YOUR TASK:
Look below for the line containing "pub fn write_bytes<W: Write>(&self, writer: &mut" and the line containing "LittleEndian::write_u32(&mut buffer[51..55], self.part);"; repeat exactly those two lines and all lines between them, and nothing else.

SUPPLIED MATERIAL below:

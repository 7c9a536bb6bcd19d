//! Store header
//!
//! The index file opens with a single fixed-size [`StoreHeader`] record that
//! carries the store's aggregate statistics, the partition parameters once a
//! partition exists, and the fields describing the currently active view
//! (whole store, or one block, trimmed or not). The active-view fields are
//! recomputed whenever a view is materialized; the aggregates are only
//! touched by ingestion and partitioning.

use byteorder::{ByteOrder, LittleEndian};
use std::io::{Read, Write};

use crate::error::{IndexError, Result};

/// Current magic number: "SIDX" in ASCII (in little-endian byte order)
#[allow(clippy::unreadable_literal)]
const MAGIC: u32 = 0x58444953;

/// Current format version of the index file
const FORMAT: u8 = 1;

/// Size of the store header in bytes
pub const SIZE_STORE_HEADER: usize = 80;

/// Reserved bytes in the store header
pub const RESERVED: [u8; 17] = [42; 17];

/// Header record of the binary read index
///
/// Serialized as 80 little-endian bytes:
/// - Bytes 0-3: magic number
/// - Byte 4: format version
/// - Bytes 5-8: `ureads` (u32)
/// - Bytes 9-12: `treads` (u32)
/// - Bytes 13-16: `cutoff` (i32)
/// - Byte 17: `all` (bool)
/// - Bytes 18-33: `freq` ([f32; 4])
/// - Bytes 34-37: `maxlen` (u32)
/// - Bytes 38-45: `totlen` (u64)
/// - Bytes 46-49: `nreads` (u32)
/// - Byte 50: `trimmed` (bool)
/// - Bytes 51-54: `part` (u32)
/// - Bytes 55-58: `ufirst` (u32)
/// - Bytes 59-62: `tfirst` (u32)
/// - Bytes 63-79: reserved
#[derive(Debug, Clone, Copy, PartialEq)]
pub struct StoreHeader {
    /// Total number of reads in the store (untrimmed)
    pub ureads: u32,
    /// Total number of reads surviving the trim predicate
    pub treads: u32,
    /// Minimum read length in a block (-1 if the store was never partitioned)
    pub cutoff: i32,
    /// Whether multiple reads from a given well are kept when trimming
    pub all: bool,
    /// Frequency of A, C, G, T respectively; sums to 1.0 up to rounding
    pub freq: [f32; 4],
    /// Length of the maximum read in the active view
    pub maxlen: u32,
    /// Total number of bases in the active view
    pub totlen: u64,
    /// Number of reads in the active view
    pub nreads: u32,
    /// Whether the active view has been trimmed
    pub trimmed: bool,
    /// Active block id (0 = whole store)
    pub part: u32,
    /// Index of the active block's first read, untrimmed numbering
    pub ufirst: u32,
    /// Index of the active block's first read, trimmed numbering
    pub tfirst: u32,
}

impl Default for StoreHeader {
    fn default() -> Self {
        Self::new()
    }
}

impl StoreHeader {
    /// Creates the header of an empty, never-partitioned store
    #[must_use]
    pub fn new() -> Self {
        Self {
            ureads: 0,
            treads: 0,
            cutoff: -1,
            all: false,
            freq: [0.0; 4],
            maxlen: 0,
            totlen: 0,
            nreads: 0,
            trimmed: false,
            part: 0,
            ufirst: 0,
            tfirst: 0,
        }
    }

    /// Whether a partition has been computed for this store at least once
    #[must_use]
    pub fn is_partitioned(&self) -> bool {
        self.cutoff >= 0
    }

    /// Parses a header from a fixed-size byte array
    ///
    /// # Errors
    ///
    /// Returns an error if the magic number, format version, or reserved
    /// bytes are invalid.
    pub fn from_bytes(buffer: &[u8; SIZE_STORE_HEADER]) -> Result<Self> {
        let magic = LittleEndian::read_u32(&buffer[0..4]);
        if magic != MAGIC {
            return Err(IndexError::InvalidMagicNumber(magic).into());
        }
        let format = buffer[4];
        if format != FORMAT {
            return Err(IndexError::InvalidFormatVersion(format).into());
        }
        let mut freq = [0f32; 4];
        LittleEndian::read_f32_into(&buffer[18..34], &mut freq);
        if buffer[63..80] != RESERVED {
            return Err(IndexError::InvalidReservedBytes.into());
        }
        Ok(Self {
            ureads: LittleEndian::read_u32(&buffer[5..9]),
            treads: LittleEndian::read_u32(&buffer[9..13]),
            cutoff: LittleEndian::read_i32(&buffer[13..17]),
            all: buffer[17] != 0,
            freq,
            maxlen: LittleEndian::read_u32(&buffer[34..38]),
            totlen: LittleEndian::read_u64(&buffer[38..46]),
            nreads: LittleEndian::read_u32(&buffer[46..50]),
            trimmed: buffer[50] != 0,
            part: LittleEndian::read_u32(&buffer[51..55]),
            ufirst: LittleEndian::read_u32(&buffer[55..59]),
            tfirst: LittleEndian::read_u32(&buffer[59..63]),
        })
    }

    /// Parses a header from the front of an arbitrarily sized buffer
    pub fn from_buffer(buffer: &[u8]) -> Result<Self> {
        if buffer.len() < SIZE_STORE_HEADER {
            return Err(IndexError::InvalidSize(buffer.len(), SIZE_STORE_HEADER).into());
        }
        let mut bytes = [0u8; SIZE_STORE_HEADER];
        bytes.copy_from_slice(&buffer[..SIZE_STORE_HEADER]);
        Self::from_bytes(&bytes)
    }

    /// Writes the header to a writer
    pub fn write_bytes<W: Write>(&self, writer: &mut W) -> Result<()> {
        let mut buffer = [0u8; SIZE_STORE_HEADER];
        LittleEndian::write_u32(&mut buffer[0..4], MAGIC);
        buffer[4] = FORMAT;
        LittleEndian::write_u32(&mut buffer[5..9], self.ureads);
        LittleEndian::write_u32(&mut buffer[9..13], self.treads);
        LittleEndian::write_i32(&mut buffer[13..17], self.cutoff);
        buffer[17] = u8::from(self.all);
        LittleEndian::write_f32_into(&self.freq, &mut buffer[18..34]);
        LittleEndian::write_u32(&mut buffer[34..38], self.maxlen);
        LittleEndian::write_u64(&mut buffer[38..46], self.totlen);
        LittleEndian::write_u32(&mut buffer[46..50], self.nreads);
        buffer[50] = u8::from(self.trimmed);
        LittleEndian::write_u32(&mut buffer[51..55], self.part);
        LittleEndian::write_u32(&mut buffer[55..59], self.ufirst);
        LittleEndian::write_u32(&mut buffer[59..63], self.tfirst);
        buffer[63..80].copy_from_slice(&RESERVED);
        writer.write_all(&buffer)?;
        Ok(())
    }

    /// Reads a header from a reader
    pub fn from_reader<R: Read>(reader: &mut R) -> Result<Self> {
        let mut buffer = [0u8; SIZE_STORE_HEADER];
        reader.read_exact(&mut buffer)?;
        Self::from_bytes(&buffer)
    }
}

#[cfg(test)]
mod testing {
    use super::*;
    use crate::error::Error;
    use anyhow::Result;
    use std::io::Cursor;

    #[test]
    fn test_header_roundtrip() -> Result<()> {
        let header = StoreHeader {
            ureads: 1000,
            treads: 750,
            cutoff: 500,
            all: true,
            freq: [0.3, 0.2, 0.2, 0.3],
            maxlen: 40000,
            totlen: 12_345_678,
            nreads: 1000,
            trimmed: false,
            part: 2,
            ufirst: 400,
            tfirst: 300,
        };
        let mut buf = Vec::new();
        header.write_bytes(&mut buf)?;
        assert_eq!(buf.len(), SIZE_STORE_HEADER);

        let readout = StoreHeader::from_reader(&mut Cursor::new(&buf))?;
        assert_eq!(readout, header);
        assert!(readout.is_partitioned());
        Ok(())
    }

    #[test]
    fn test_new_header_is_unpartitioned() {
        let header = StoreHeader::new();
        assert_eq!(header.cutoff, -1);
        assert!(!header.is_partitioned());
        assert_eq!(header.ureads, 0);
    }

    #[test]
    fn test_rejects_bad_magic() {
        let header = StoreHeader::new();
        let mut buf = Vec::new();
        header.write_bytes(&mut buf).unwrap();
        buf[0] ^= 0xFF;
        let err = StoreHeader::from_buffer(&buf).unwrap_err();
        assert!(matches!(
            err,
            Error::IndexError(IndexError::InvalidMagicNumber(_))
        ));
    }

    #[test]
    fn test_rejects_bad_version() {
        let header = StoreHeader::new();
        let mut buf = Vec::new();
        header.write_bytes(&mut buf).unwrap();
        buf[4] = 99;
        let err = StoreHeader::from_buffer(&buf).unwrap_err();
        assert!(matches!(
            err,
            Error::IndexError(IndexError::InvalidFormatVersion(99))
        ));
    }

    #[test]
    fn test_rejects_short_buffer() {
        let err = StoreHeader::from_buffer(&[0u8; 16]).unwrap_err();
        assert!(matches!(
            err,
            Error::IndexError(IndexError::InvalidSize(16, SIZE_STORE_HEADER))
        ));
    }
}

End of SUPPLIED MATERIAL.

TASK OUTPUT:
    pub fn write_bytes<W: Write>(&self, writer: &mut W) -> Result<()> {
        let mut buffer = [0u8; SIZE_STORE_HEADER];
        LittleEndian::write_u32(&mut buffer[0..4], MAGIC);
        buffer[4] = FORMAT;
        LittleEndian::write_u32(&mut buffer[5..9], self.ureads);
        LittleEndian::write_u32(&mut buffer[9..13], self.treads);
        LittleEndian::write_i32(&mut buffer[13..17], self.cutoff);
        buffer[17] = u8::from(self.all);
        LittleEndian::write_f32_into(&self.freq, &mut buffer[18..34]);
        LittleEndian::write_u32(&mut buffer[34..38], self.maxlen);
        LittleEndian::write_u64(&mut buffer[38..46], self.totlen);
        LittleEndian::write_u32(&mut buffer[46..50], self.nreads);
        buffer[50] = u8::from(self.trimmed);
        LittleEndian::write_u32(&mut buffer[51..55], self.part);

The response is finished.